The Court while dealing with the second issue with respect to the petitioner’s claim for promotion to the post of IG, CRPF, it was noted that it was a matter of record that the petitioner’s immediate junior held the post of IG, as on 14.09.2021 when the respondent(s) first considered the petitioner’s case for promotion in compliance with the judgment of the Division Bench.

 

 

The Bench noted the contentions of the petitioner that even if the respondent(s) had imposed the penalty, w.e.f. 16.10.2018, the petitioner was entitled to promotion till the rank of IG from 2021 till his date of retirement i.e., 31.03.2023. “In the facts of this case, the obstinate denial of the Respondent(s) to give effect to the judgment of the Division Bench in favour of the Petitioner is writ large.”

 

 

The Bench after perusing a catena of cases stated that the petitioner could not be refused promotions because of the respondents’ failings, for the reason that period from 10.07.1995 till 16.03.2021, wherein the petitioner was prevented from serving in active duty was solely on account of the acts and omissions of the respondent(s), as was evident from the judicial record.

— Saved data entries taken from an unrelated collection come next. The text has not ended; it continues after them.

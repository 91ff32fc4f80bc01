//! Board rendering for the console.
//!
//! Two layouts are supported. Horizontal puts Player 2's houses along the top
//! (house 6 leftmost) with Player 1's store at the top right, and Player 1's
//! houses along the bottom with Player 2's store at the bottom left. Vertical
//! lists Player 1's houses down the left column and Player 2's down the right.
//! Every count is printed two characters wide.

use std::io::{self, Write};

use serde::Deserialize;

use crate::board::{Board, House, Side};

/// Board orientation.
#[derive(Debug, Clone, Copy, PartialEq, Eq, Default, Deserialize)]
#[serde(rename_all = "lowercase")]
pub enum Layout {
    #[default]
    Horizontal,
    Vertical,
}

const H_BORDER: &str = "+----+-------+-------+-------+-------+-------+-------+----+";
const H_DIVIDER: &str = "|    |-------+-------+-------+-------+-------+-------|    |";
const V_BORDER: &str = "+---------------+";
const V_DIVIDER: &str = "+-------+-------+";

/// Renders `board` in the given layout.
pub fn render_board<W: Write>(board: &Board, layout: Layout, out: &mut W) -> io::Result<()> {
    match layout {
        Layout::Horizontal => render_horizontal(board, out),
        Layout::Vertical => render_vertical(board, out),
    }
}

fn render_horizontal<W: Write>(board: &Board, out: &mut W) -> io::Result<()> {
    writeln!(out, "{}", H_BORDER)?;
    write!(out, "| P2 |")?;
    for house in House::ALL.iter().rev() {
        write!(out, " {}[{}] |", house, board.pit(house.index_for(Side::B)))?;
    }
    writeln!(out, " {} |", board.pit(Side::A.store_index()))?;
    writeln!(out, "{}", H_DIVIDER)?;
    write!(out, "| {} |", board.pit(Side::B.store_index()))?;
    for house in House::ALL {
        write!(out, " {}[{}] |", house, board.pit(house.index_for(Side::A)))?;
    }
    writeln!(out, " P1 |")?;
    writeln!(out, "{}", H_BORDER)
}

fn render_vertical<W: Write>(board: &Board, out: &mut W) -> io::Result<()> {
    writeln!(out, "{}", V_BORDER)?;
    writeln!(out, "|       | P2 {} |", board.pit(Side::B.store_index()))?;
    writeln!(out, "{}", V_DIVIDER)?;
    for (left, right) in House::ALL.iter().zip(House::ALL.iter().rev()) {
        writeln!(
            out,
            "| {}[{}] | {}[{}] |",
            left,
            board.pit(left.index_for(Side::A)),
            right,
            board.pit(right.index_for(Side::B))
        )?;
    }
    writeln!(out, "{}", V_DIVIDER)?;
    writeln!(out, "| P1 {} |       |", board.pit(Side::A.store_index()))?;
    writeln!(out, "{}", V_BORDER)
}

The inability of the petitioner, therefore, to render mandatory field service or to complete residency period and pre promotional courses was only on account of circumstances created by the respondent(s).

 

 

The Court disagreeing with the contention of the respondents that promotion was not a matter of right, opined that the promotion which was being offered to the petitioner was notional and not actual and thus, the respondent(s) in light of the judgment dated 24.12.2019, were obligated to grant notional promotion to the petitioner to the post held by his immediate junior.

 

 

The Bench noted that the record of this contempt petition would evidence that the respondent(s) had made piecemeal compliance of the Division Bench judgment dated 24.12.2019 and opined that neither the respondent(s) nor this Court in the exercise of its jurisdiction in the contempt petition could evaluate the right of the petitioner to be granted the notional promotion, which had already been directed to be granted by the Division Bench vide judgment dated 24.12.2019. “The Respondent(s) do not have any discretion in this matter and as directed by the Division Bench at paragraph 35 of the judgment dated 24.12.2019, the Respondent(s) only had to issue consequential directions to implement the judgment. Even, presently, since the Petitioner has superannuated on 31.03.2023, the grant of promotion to the Petitioner would only be notional and would have bearing on his rank, the pay fixation, seniority, subsistence allowance and the consequential benefits.”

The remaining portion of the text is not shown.